Department of Nephrology, West China Hospital of Sichuan University, No. 37, Guoxue Alley, Chengdu, 610041, Sichuan, China.
Laboratory of Diabetic Kidney Disease, Centre of Diabetes and Metabolism Research, West China Hospital of Sichuan University, Chengdu, Sichuan, China.
Int Urol Nephrol. 2022 Aug;54(8):2005-2014. doi: 10.1007/s11255-021-03051-x. Epub 2022 Jan 19.
To investigate the prognostic value of metabolic syndrome (MetS) and its relationship with renal structure changes in patients with type 2 diabetes and associated diabetic nephropathy (DN).
411 Chinese patients with type 2 diabetes and biopsy-confirmed DN were enrolled in this retrospective study. MetS was defined according to the modified criteria of the 2005 International Diabetes Federation. Baseline demographics and clinical information at the time of renal biopsy were extracted from the hospital's electronic medical records system. Renal pathological findings were assessed according to Renal Pathology Society system. Univariate and multivariate logistic regression analyses were performed to define the pathological covariates associated with MetS. A competing risk model, with death as the competing risk, was used to estimate the sub-distribution hazard ratio (SHR) of MetS for end-stage kidney disease (ESKD).
224 (55%) patients had MetS. Patients with MetS had poor renal function and more severe interstitial fibrosis tubular atrophy scores (IFTA) than those without MetS. Multivariate logistic regression analysis revealed that IFTA was significantly associated with MetS (odds ratio per score increase 1.45, 95% confidence interval [CI] 1.02-2.05). Of the patients with DN at risk, 40% of patients progressed to ESKD. After adjusting for renal function and pathological parameters, the presence of MetS was an independent predictor for progression to ESKD (SHR 1.93, 95% CI 1.34-2.79). The SHRs for progression to ESKD also increased as the number of MetS components increased. Additionally, adding the IFTA scores improved the prognostic power of a model that only contained MetS and clinical covariates for predicting future ESKD.

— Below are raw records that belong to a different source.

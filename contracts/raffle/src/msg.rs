use cosmwasm_schema::{cw_serde, QueryResponses};
use cosmwasm_std::{Addr, Binary, Coin, Timestamp, Uint128};
use nois::NoisCallback;

use crate::{
    ledger::LedgerSnapshot,
    state::{Config, RandomnessRequest, RoundResult, RoundState},
};

#[cw_serde]
pub struct InstantiateMsg {
    pub name: String,
    pub entrance_fee: Coin,
    /// Seconds a round stays open before it can be closed
    pub round_duration: u64,
    pub nois_proxy_addr: String,
    /// Sent along with every randomness request. Use a zero amount for a free proxy
    pub nois_proxy_coin: Coin,
    pub randomness_delay: Option<u64>,
}

#[cw_serde]
pub enum ExecuteMsg {
    /// Join the current round, paying at least the entrance fee
    Enter {},
    /// Close the current round and request randomness. Anyone can call it.
    /// `perform_data` is what `CheckUpkeep` returned, it is not trusted
    TriggerUpkeep { perform_data: Binary },
    /// Randomness callback, only accepted from the nois proxy
    NoisReceive { callback: NoisCallback },
}

#[cw_serde]
#[derive(QueryResponses)]
pub enum QueryMsg {
    #[returns(Config)]
    Config {},
    #[returns(RoundState)]
    State {},
    #[returns(Coin)]
    EntranceFee {},
    #[returns(u64)]
    RoundDuration {},
    #[returns(Option<Timestamp>)]
    RoundStart {},
    #[returns(u64)]
    Elapsed {},
    #[returns(Addr)]
    Entrant { index: u32 },
    #[returns(EntrantsResponse)]
    Entrants {
        start_after: Option<u32>,
        limit: Option<u32>,
    },
    #[returns(u32)]
    EntrantCount {},
    #[returns(Coin)]
    PoolBalance {},
    #[returns(UpkeepCheckResponse)]
    CheckUpkeep {},
    #[returns(RoundResponse)]
    RoundInfo {},
    #[returns(Option<RoundResult>)]
    RecentWinner {},
    #[returns(RoundResult)]
    RoundResult { round_id: u64 },
}

#[cw_serde]
pub struct UpkeepCheckResponse {
    pub upkeep_needed: bool,
    /// JSON encoded `UpkeepDiagnostic`
    pub perform_data: Binary,
}

#[cw_serde]
pub struct EntrantResponse {
    pub index: u32,
    pub participant: Addr,
    pub amount: Uint128,
}

#[cw_serde]
pub struct EntrantsResponse {
    pub entrants: Vec<EntrantResponse>,
}

#[cw_serde]
pub struct RoundResponse {
    pub round_id: u64,
    pub state: RoundState,
    pub round_start: Option<Timestamp>,
    pub elapsed: u64,
    pub outstanding_request: Option<RandomnessRequest>,
    pub ledger: LedgerSnapshot,
}
#[cfg(not(feature = "library"))]
use cosmwasm_std::entry_point;
use cosmwasm_std::{
    ensure, to_json_binary, Deps, DepsMut, Env, MessageInfo, QueryResponse, Response, StdResult,
};
use cw2::set_contract_version;
use utils::state::is_valid_name;

use crate::{
    error::ContractError,
    execute::{execute_enter, execute_receive_nois, execute_trigger_upkeep},
    ledger::{Pool, POOL},
    msg::{ExecuteMsg, InstantiateMsg, QueryMsg},
    query::{
        query_config, query_elapsed, query_entrance_fee, query_entrant, query_entrant_count,
        query_entrants, query_pool_balance, query_recent_winner, query_round_duration,
        query_round_info, query_round_result, query_round_start, query_state,
    },
    state::{Config, RoundInfo, CONFIG, ROUND},
    upkeep::check_upkeep,
};

#[cfg_attr(not(feature = "library"), entry_point)]
pub fn instantiate(
    deps: DepsMut,
    env: Env,
    _info: MessageInfo,
    msg: InstantiateMsg,
) -> Result<Response, ContractError> {
    let nois_proxy_addr = deps
        .api
        .addr_validate(&msg.nois_proxy_addr)
        .map_err(|_| ContractError::InvalidProxyAddress)?;

    // valid name
    if !is_valid_name(&msg.name) {
        return Err(ContractError::InvalidName {});
    }
    ensure!(
        !msg.entrance_fee.amount.is_zero() && !msg.entrance_fee.denom.is_empty(),
        ContractError::InvalidEntranceFee {}
    );
    ensure!(msg.round_duration > 0, ContractError::InvalidRoundDuration {});
    ensure!(
        msg.nois_proxy_coin.amount.is_zero() || !msg.nois_proxy_coin.denom.is_empty(),
        ContractError::InvalidProxyCoin {}
    );

    let config = Config {
        name: msg.name,
        entrance_fee: msg.entrance_fee,
        round_duration: msg.round_duration,
        nois_proxy_addr,
        nois_proxy_coin: msg.nois_proxy_coin,
        randomness_delay: msg.randomness_delay,
    };
    let round = RoundInfo::new(&env);

    CONFIG.save(deps.storage, &config)?;
    ROUND.save(deps.storage, &round)?;
    POOL.save(deps.storage, &Pool::default())?;
    set_contract_version(
        deps.storage,
        env!("CARGO_PKG_NAME"),
        env!("CARGO_PKG_VERSION"),
    )?;

    Ok(Response::new()
        .add_attribute("action", "instantiate")
        .add_attribute("name", config.name)
        .add_attribute("entrance_fee", config.entrance_fee.to_string())
        .add_attribute("round_duration", config.round_duration.to_string())
        .add_attribute("nois_proxy_addr", config.nois_proxy_addr))
}

#[cfg_attr(not(feature = "library"), entry_point)]
pub fn execute(
    deps: DepsMut,
    env: Env,
    info: MessageInfo,
    msg: ExecuteMsg,
) -> Result<Response, ContractError> {
    match msg {
        ExecuteMsg::Enter {} => execute_enter(deps, env, info),
        ExecuteMsg::TriggerUpkeep { perform_data } => {
            execute_trigger_upkeep(deps, env, info, perform_data)
        }
        ExecuteMsg::NoisReceive { callback } => execute_receive_nois(deps, env, info, callback),
    }
}

#[cfg_attr(not(feature = "library"), entry_point)]
pub fn query(deps: Deps, env: Env, msg: QueryMsg) -> StdResult<QueryResponse> {
    let response = match msg {
        QueryMsg::Config {} => to_json_binary(&query_config(deps)?)?,
        QueryMsg::State {} => to_json_binary(&query_state(deps)?)?,
        QueryMsg::EntranceFee {} => to_json_binary(&query_entrance_fee(deps)?)?,
        QueryMsg::RoundDuration {} => to_json_binary(&query_round_duration(deps)?)?,
        QueryMsg::RoundStart {} => to_json_binary(&query_round_start(deps)?)?,
        QueryMsg::Elapsed {} => to_json_binary(&query_elapsed(deps, env)?)?,
        QueryMsg::Entrant { index } => to_json_binary(&query_entrant(deps, index)?)?,
        QueryMsg::Entrants { start_after, limit } => {
            to_json_binary(&query_entrants(deps, start_after, limit)?)?
        }
        QueryMsg::EntrantCount {} => to_json_binary(&query_entrant_count(deps)?)?,
        QueryMsg::PoolBalance {} => to_json_binary(&query_pool_balance(deps)?)?,
        QueryMsg::CheckUpkeep {} => to_json_binary(&check_upkeep(deps, &env)?)?,
        QueryMsg::RoundInfo {} => to_json_binary(&query_round_info(deps, env)?)?,
        QueryMsg::RecentWinner {} => to_json_binary(&query_recent_winner(deps)?)?,
        QueryMsg::RoundResult { round_id } => {
            to_json_binary(&query_round_result(deps, round_id)?)?
        }
    };
    Ok(response)
}
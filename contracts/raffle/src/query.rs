use cosmwasm_std::{Addr, Coin, Deps, Env, StdResult, Timestamp};
use utils::state::page_limit;

use crate::{
    ledger::{self, POOL},
    msg::{EntrantResponse, EntrantsResponse, RoundResponse},
    state::{recent_result, Config, RoundResult, RoundState, CONFIG, ROUND, ROUND_RESULTS},
};

pub fn query_config(deps: Deps) -> StdResult<Config> {
    CONFIG.load(deps.storage)
}

pub fn query_state(deps: Deps) -> StdResult<RoundState> {
    Ok(ROUND.load(deps.storage)?.state)
}

pub fn query_entrance_fee(deps: Deps) -> StdResult<Coin> {
    Ok(CONFIG.load(deps.storage)?.entrance_fee)
}

pub fn query_round_duration(deps: Deps) -> StdResult<u64> {
    Ok(CONFIG.load(deps.storage)?.round_duration)
}

pub fn query_round_start(deps: Deps) -> StdResult<Option<Timestamp>> {
    Ok(ROUND.load(deps.storage)?.round_start)
}

pub fn query_elapsed(deps: Deps, env: Env) -> StdResult<u64> {
    Ok(ROUND.load(deps.storage)?.elapsed(&env))
}

/// Fails when `index` is past the end of the current entrant list.
pub fn query_entrant(deps: Deps, index: u32) -> StdResult<Addr> {
    Ok(ledger::entrant(deps.storage, index)?.participant)
}

pub fn query_entrants(
    deps: Deps,
    start_after: Option<u32>,
    limit: Option<u32>,
) -> StdResult<EntrantsResponse> {
    let entrants = ledger::entries(deps.storage, start_after, page_limit(limit))?
        .into_iter()
        .map(|(index, entry)| EntrantResponse {
            index,
            participant: entry.participant,
            amount: entry.amount,
        })
        .collect();
    Ok(EntrantsResponse { entrants })
}

pub fn query_entrant_count(deps: Deps) -> StdResult<u32> {
    Ok(POOL.load(deps.storage)?.entrant_count)
}

pub fn query_pool_balance(deps: Deps) -> StdResult<Coin> {
    let config = CONFIG.load(deps.storage)?;
    let pool = POOL.load(deps.storage)?;
    Ok(Coin {
        denom: config.entrance_fee.denom,
        amount: pool.balance,
    })
}

pub fn query_round_info(deps: Deps, env: Env) -> StdResult<RoundResponse> {
    let round = ROUND.load(deps.storage)?;
    Ok(RoundResponse {
        round_id: round.round_id,
        state: round.state,
        round_start: round.round_start,
        elapsed: round.elapsed(&env),
        outstanding_request: round.outstanding_request,
        ledger: ledger::snapshot(deps.storage)?,
    })
}

pub fn query_recent_winner(deps: Deps) -> StdResult<Option<RoundResult>> {
    recent_result(deps.storage)
}

pub fn query_round_result(deps: Deps, round_id: u64) -> StdResult<RoundResult> {
    ROUND_RESULTS.load(deps.storage, round_id)
}
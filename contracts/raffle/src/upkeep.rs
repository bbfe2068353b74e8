use cosmwasm_schema::cw_serde;
use cosmwasm_std::{to_json_binary, Addr, Deps, Env, QuerierWrapper, StdResult, Uint128};

use crate::{
    ledger::{Pool, POOL},
    msg::UpkeepCheckResponse,
    state::{Config, RoundInfo, RoundState, CONFIG, ROUND},
};

/// Everything the upkeep predicate looks at, returned to callers as `perform_data`.
#[cw_serde]
pub struct UpkeepDiagnostic {
    pub upkeep_needed: bool,
    pub state: RoundState,
    pub balance: Uint128,
    pub entrant_count: u32,
    pub elapsed: u64,
    pub round_duration: u64,
    /// The contract can pay the proxy fee without touching the pool
    pub gateway_funded: bool,
}

/// The upkeep predicate. `TriggerUpkeep` succeeds exactly when this says so.
/// `gateway_balance` is what the contract holds in the proxy fee denom.
pub fn evaluate(
    env: &Env,
    config: &Config,
    round: &RoundInfo,
    pool: &Pool,
    gateway_balance: Uint128,
) -> UpkeepDiagnostic {
    let is_open = round.state == RoundState::Open;
    let elapsed = round.elapsed(env);
    let time_passed = round.round_start.is_some() && elapsed >= config.round_duration;
    let has_entrants = pool.entrant_count > 0;
    let has_balance = !pool.balance.is_zero();
    let gateway_funded = gateway_funded(config, pool, gateway_balance);

    UpkeepDiagnostic {
        upkeep_needed: is_open && time_passed && has_entrants && has_balance && gateway_funded,
        state: round.state,
        balance: pool.balance,
        entrant_count: pool.entrant_count,
        elapsed,
        round_duration: config.round_duration,
        gateway_funded,
    }
}

/// The proxy fee leaves the contract's balance with the request.
/// When it shares the pool denom, the pool must stay covered after paying it.
fn gateway_funded(config: &Config, pool: &Pool, gateway_balance: Uint128) -> bool {
    let fee = &config.nois_proxy_coin;
    if fee.amount.is_zero() {
        return true;
    }
    let reserved = if fee.denom == config.entrance_fee.denom {
        pool.balance
    } else {
        Uint128::zero()
    };
    match fee.amount.checked_add(reserved) {
        Ok(required) => gateway_balance >= required,
        Err(_) => false,
    }
}

/// Contract balance in the proxy fee denom, not queried for a free proxy.
pub fn gateway_balance(
    querier: &QuerierWrapper,
    contract: &Addr,
    config: &Config,
) -> StdResult<Uint128> {
    if config.nois_proxy_coin.amount.is_zero() {
        return Ok(Uint128::zero());
    }
    Ok(querier
        .query_balance(contract, &config.nois_proxy_coin.denom)?
        .amount)
}

pub fn check_upkeep(deps: Deps, env: &Env) -> StdResult<UpkeepCheckResponse> {
    let config = CONFIG.load(deps.storage)?;
    let round = ROUND.load(deps.storage)?;
    let pool = POOL.load(deps.storage)?;
    let held = gateway_balance(&deps.querier, &env.contract.address, &config)?;

    let diagnostic = evaluate(env, &config, &round, &pool, held);
    Ok(UpkeepCheckResponse {
        upkeep_needed: diagnostic.upkeep_needed,
        perform_data: to_json_binary(&diagnostic)?,
    })
}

MetS is an independent prognostic predictor of ESKD in patients with T2D and DN, while adding the IFTA scores increased the prognostic value of MetS for renal outcome.
探讨代谢综合征(MetS)在 2 型糖尿病伴糖尿病肾病(DN)患者中的预后价值及其与肾脏结构变化的关系。
本回顾性研究纳入了 411 名经肾活检证实为 2 型糖尿病伴 DN 的中国患者。MetS 根据 2005 年国际糖尿病联合会的修正标准定义。从医院的电子病历系统中提取肾活检时的基线人口统计学和临床信息。根据肾脏病理学会系统评估肾脏病理发现。采用单变量和多变量逻辑回归分析确定与 MetS 相关的病理协变量。采用以死亡为竞争风险的竞争风险模型估计 MetS 对终末期肾病(ESKD)的亚分布危险比(SHR)。
224 名(55%)患者患有 MetS。与无 MetS 患者相比,MetS 患者的肾功能较差,间质纤维化和肾小管萎缩评分(IFTA)更严重。多变量逻辑回归分析显示,IFTA 与 MetS 显著相关(每增加 1 分的比值比为 1.45,95%置信区间[CI]为 1.02-2.05)。在有 DN 风险的患者中,40%的患者进展为 ESKD。在调整肾功能和病理参数后,MetS 的存在是进展为 ESKD 的独立预测因子(SHR 为 1.93,95%CI 为 1.34-2.79)。随着 MetS 成分数量的增加,进展为 ESKD 的 SHR 也随之增加。此外,添加 IFTA 评分可提高仅包含 MetS 和临床协变量的模型预测未来 ESKD 的预后能力。
MetS 是 2 型糖尿病伴 DN 患者 ESKD 的独立预后预测因子,而添加 IFTA 评分可提高 MetS 对肾脏结局的预后价值。